**Listed entries**.
Segment Open

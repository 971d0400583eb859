//! Win detection for N×N tic-tac-toe.

use super::lines;
use crate::{Board, Cell, Player, Position};
use tracing::warn;

/// Returns the owner of `line` if all its cells hold the same token.
pub fn line_owner(board: &Board, line: &[Position]) -> Option<Player> {
    let first = board.get(*line.first()?)?.owner()?;
    line.iter()
        .all(|&pos| board.get(pos) == Some(first.token()))
        .then_some(first)
}

/// Checks if there is a winner on the board.
///
/// Every line is scanned. Two different winners can only occur on a board
/// that was not built one move at a time; that case is logged and the first
/// winner in scan order is reported.
pub fn check_winner(board: &Board) -> Option<Player> {
    let mut winner = None;
    for line in lines(board.dim()) {
        match (winner, line_owner(board, &line)) {
            (None, Some(player)) => winner = Some(player),
            (Some(first), Some(other)) if first != other => {
                warn!(%first, %other, "Board has complete lines for both players");
            }
            _ => {}
        }
    }
    winner
}

/// Returns true if the cell holds `player`'s token.
pub(crate) fn holds(cell: Option<Cell>, player: Player) -> bool {
    cell == Some(player.token())
}

#[cfg(test)]
mod tests {
    use super::*;

    fn fill(board: &mut Board, player: Player, line: &[Position]) {
        for &pos in line {
            board.place(player, pos).unwrap();
        }
    }

    #[test]
    fn test_no_winner_empty_board() {
        let board = Board::new();
        assert_eq!(check_winner(&board), None);
    }

    #[test]
    fn test_every_line_wins_for_every_player() {
        for dim in 3..7 {
            for line in lines(dim) {
                for player in [Player::One, Player::Two] {
                    let mut board = Board::with_dim(dim).unwrap();
                    fill(&mut board, player, &line);
                    assert_eq!(check_winner(&board), Some(player), "dim {dim} line {line:?}");
                }
            }
        }
    }

    #[test]
    fn test_no_winner_incomplete() {
        let mut board = Board::with_dim(4).unwrap();
        fill(
            &mut board,
            Player::One,
            &[Position::new(0, 0), Position::new(0, 1), Position::new(0, 2)],
        );
        assert_eq!(check_winner(&board), None);
    }

    #[test]
    fn test_mixed_line_is_not_a_win() {
        let mut board = Board::new();
        fill(&mut board, Player::One, &[Position::new(0, 0), Position::new(0, 1)]);
        fill(&mut board, Player::Two, &[Position::new(0, 2)]);
        assert_eq!(check_winner(&board), None);
    }

    #[test]
    fn test_two_winners_does_not_panic() {
        let mut board = Board::new();
        fill(
            &mut board,
            Player::Two,
            &[Position::new(1, 0), Position::new(1, 1), Position::new(1, 2)],
        );
        fill(
            &mut board,
            Player::One,
            &[Position::new(0, 0), Position::new(0, 1), Position::new(0, 2)],
        );
        assert_eq!(check_winner(&board), Some(Player::One));
    }
}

Segment Closed

**Directions**.
Would you mind giving all the records again exactly?

**Exercise output**.
repository 971d0400583eb859
//! Win detection for N×N tic-tac-toe.

use super::lines;
use crate::{Board, Cell, Player, Position};
use tracing::warn;

/// Returns the owner of `line` if all its cells hold the same token.
pub fn line_owner(board: &Board, line: &[Position]) -> Option<Player> {
    let first = board.get(*line.first()?)?.owner()?;
    line.iter()
        .all(|&pos| board.get(pos) == Some(first.token()))
        .then_some(first)
}

/// Checks if there is a winner on the board.
///
/// Every line is scanned. Two different winners can only occur on a board
/// that was not built one move at a time; that case is logged and the first
/// winner in scan order is reported.
pub fn check_winner(board: &Board) -> Option<Player> {
    let mut winner = None;
    for line in lines(board.dim()) {
        match (winner, line_owner(board, &line)) {
            (None, Some(player)) => winner = Some(player),
            (Some(first), Some(other)) if first != other => {
                warn!(%first, %other, "Board has complete lines for both players");
            }
            _ => {}
        }
    }
    winner
}

/// Returns true if the cell holds `player`'s token.
pub(crate) fn holds(cell: Option<Cell>, player: Player) -> bool {
    cell == Some(player.token())
}

#[cfg(test)]
mod tests {
    use super::*;

    fn fill(board: &mut Board, player: Player, line: &[Position]) {
        for &pos in line {
            board.place(player, pos).unwrap();
        }
    }

    #[test]
    fn test_no_winner_empty_board() {
        let board = Board::new();
        assert_eq!(check_winner(&board), None);
    }

    #[test]
    fn test_every_line_wins_for_every_player() {
        for dim in 3..7 {
            for line in lines(dim) {
                for player in [Player::One, Player::Two] {
                    let mut board = Board::with_dim(dim).unwrap();
                    fill(&mut board, player, &line);
                    assert_eq!(check_winner(&board), Some(player), "dim {dim} line {line:?}");
                }
            }
        }
    }

    #[test]
    fn test_no_winner_incomplete() {
        let mut board = Board::with_dim(4).unwrap();
        fill(
            &mut board,
            Player::One,
            &[Position::new(0, 0), Position::new(0, 1), Position::new(0, 2)],
        );
        assert_eq!(check_winner(&board), None);
    }

    #[test]
    fn test_mixed_line_is_not_a_win() {
        let mut board = Board::new();
        fill(&mut board, Player::One, &[Position::new(0, 0), Position::new(0, 1)]);
        fill(&mut board, Player::Two, &[Position::new(0, 2)]);
        assert_eq!(check_winner(&board), None);
    }

    #[test]
    fn test_two_winners_does_not_panic() {
        let mut board = Board::new();
        fill(
            &mut board,
            Player::Two,
            &[Position::new(1, 0), Position::new(1, 1), Position::new(1, 2)],
        );
        fill(
            &mut board,
            Player::One,
            &[Position::new(0, 0), Position::new(0, 1), Position::new(0, 2)],
        );
        assert_eq!(check_winner(&board), Some(Player::One));
    }
}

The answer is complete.